Jason believes Rand’s biggest hardship is that he is invisible because he cannot speak up for himself. He has a soundboard to communicate, but if the person he is talking to is not compassionate or patient he is often ignored. This causes many of his needs and problems to be overlooked. “He doesn’t have a mean bone in his body, or an aggressive bone in his body. He doesn’t really get heard,” says Jason. “They just wheel him off in front of the TV and that’s where I find him and that’s not right.”

Rand lives in a group home, and previously when his chair was taken in for repairs he was officially told by the government that he was not permitted to leave his house because it was unsafe. Yet they would not make his chair safe to operate, instead locking up a grown man.

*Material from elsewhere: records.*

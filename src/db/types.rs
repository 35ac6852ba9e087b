//! Column type compatibility between the live database and declared schemas.
//!
//! Table definitions declare abstract types (`character varying(50)`,
//! `INTEGER`, `double precision`, `boolean`, ...) while MySQL reports its
//! native types (`varchar(50)`, `int(11)`, `double`, `tinyint(1)`, ...).
//! Both strings are parsed into a name and an optional parenthesized size and
//! compared through a fixed list of equivalence rules.

/// A column type split into its name and optional size.
///
/// `varchar(50)` parses to name `varchar` and size `50`; `double precision`
/// has no size. The size is kept verbatim (`10,2` for decimals).
#[derive(Debug, Clone, Copy, PartialEq, Eq)]
pub struct SqlType<'a> {
    pub name: &'a str,
    pub size: Option<&'a str>,
}

impl<'a> SqlType<'a> {
    pub fn parse(type_str: &'a str) -> Self {
        let trimmed = type_str.trim();
        if let Some(open) = trimmed.find('(') {
            if let Some(close) = trimmed.rfind(')') {
                if close > open {
                    return Self {
                        name: trimmed[..open].trim_end(),
                        size: Some(trimmed[open + 1..close].trim()),
                    };
                }
            }
        }
        Self {
            name: trimmed,
            size: None,
        }
    }

    fn is_sized(&self) -> bool {
        self.size.is_some_and(|s| !s.is_empty())
    }
}

/// Which equivalence rule made two types compatible.
#[derive(Debug, Clone, Copy, PartialEq, Eq, serde::Serialize)]
#[serde(rename_all = "snake_case")]
pub enum TypeMatch {
    /// Identical strings
    Exact,
    /// `tinyint(1)` stored for a declared `boolean`
    Boolean,
    /// `varchar(N)` / `char(N)` for `character varying(N)`
    SizedCharacter,
    /// `int(N)` for `INTEGER`, `double*` for `double precision`
    Numeric,
    /// Any `varchar(..)` / `char(..)` for `character varying(..)`
    Character,
}

const DECLARED_VARCHAR: &str = "character varying";
const NATIVE_CHARACTER: [&str; 2] = ["varchar", "char"];

/// Decide whether a native database type satisfies a declared type.
///
/// Rules are tried in order and the first one that matches is returned.
pub fn type_match(db_type: &str, xml_type: &str) -> Option<TypeMatch> {
    if db_type == xml_type {
        return Some(TypeMatch::Exact);
    }
    if db_type == "tinyint(1)" && xml_type == "boolean" {
        return Some(TypeMatch::Boolean);
    }

    let db = SqlType::parse(db_type);
    let xml = SqlType::parse(xml_type);

    // Sized matches are a subset of the character family below; this rule only
    // labels them (see "Sized-character rule" in DESIGN.md)
    if is_declared_varchar(&xml)
        && is_native_character(&db)
        && db.is_sized()
        && db.size == xml.size
    {
        return Some(TypeMatch::SizedCharacter);
    }

    if is_numeric_equivalent(db_type, xml_type) {
        return Some(TypeMatch::Numeric);
    }

    if is_declared_varchar(&xml) && is_native_character(&db) {
        return Some(TypeMatch::Character);
    }

    None
}

/// Returns true if the native type is equivalent to the declared one.
pub fn compare_data_types(db_type: &str, xml_type: &str) -> bool {
    type_match(db_type, xml_type).is_some()
}

fn is_declared_varchar(xml: &SqlType<'_>) -> bool {
    xml.name == DECLARED_VARCHAR && xml.size.is_some()
}

fn is_native_character(db: &SqlType<'_>) -> bool {
    NATIVE_CHARACTER.contains(&db.name) && db.size.is_some()
}

fn is_numeric_equivalent(db_type: &str, xml_type: &str) -> bool {
    let db = SqlType::parse(db_type);
    (db.name == "int" && db.size.is_some() && xml_type == "INTEGER")
        || (db_type.starts_with("double") && xml_type == "double precision")
}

This further debilitates his independence and autonomy as an adult with many achievements, talents, and triumphs.

Jason has supported Rand as a friend throughout his trials, but he says that it can often be difficult because institutions do not recognize people who are not family. “What I have found in my six year adventure with Rand is that if you’re not related by blood to somebody with disabilities you are not often taken seriously and there are not a lot of resources for us,” he says. ”They will kick me out [of hospitals] when they realize we’re not related,” Talking about his relationship and struggles with Jason, Rand adds, “I think that it is so sad. I have a friend that is caring and people will not take the time to listen.”


Looking into the future

The friends believe that a lot has to be done to improve the situation for disabled people, and not just by increasing the quantity of their lives, but also the quality. The bureaucratic system needs to be made more efficient, both in terms of paperwork (which includes processing requests such as wheelchair repairs), as well as the technical side (they currently need all parts of the chairs individually shipped in from around the world).

Jason says that organizations such as the Cerebral Palsy Association of BC are doing a great job with the resources that they have. Rand has often attended our social events, and he and Jason have participated in and fundraised for the Scotiabank Charity Challenges on behalf of CPABC. In recognition of the issues people with cerebral palsy have with communication and mobility, the CPABC offers an Equipment Assistive Devices program offering financial aid on a first come first serve basis. However, these systems and organizations are underfunded in general, and make it difficult to help all of those in need.

There should be others within the bureaucratic system who act as a go-between for people to voice their concerns and needs, according to Jason. There is no point in having different resources if they cannot reach the people in need of them. On top of that, the system is often confusing and there is a lack of easily accessible information. For the disabled population to be more integrated into society, pigeon-holing them in the system is not the answer.

For Rand, his power wheelchair is his legs, and yet he has been waiting for six plus weeks for repairs. Jason asks, “What’s somebody’s mobility worth? What’s somebody’s independence worth?”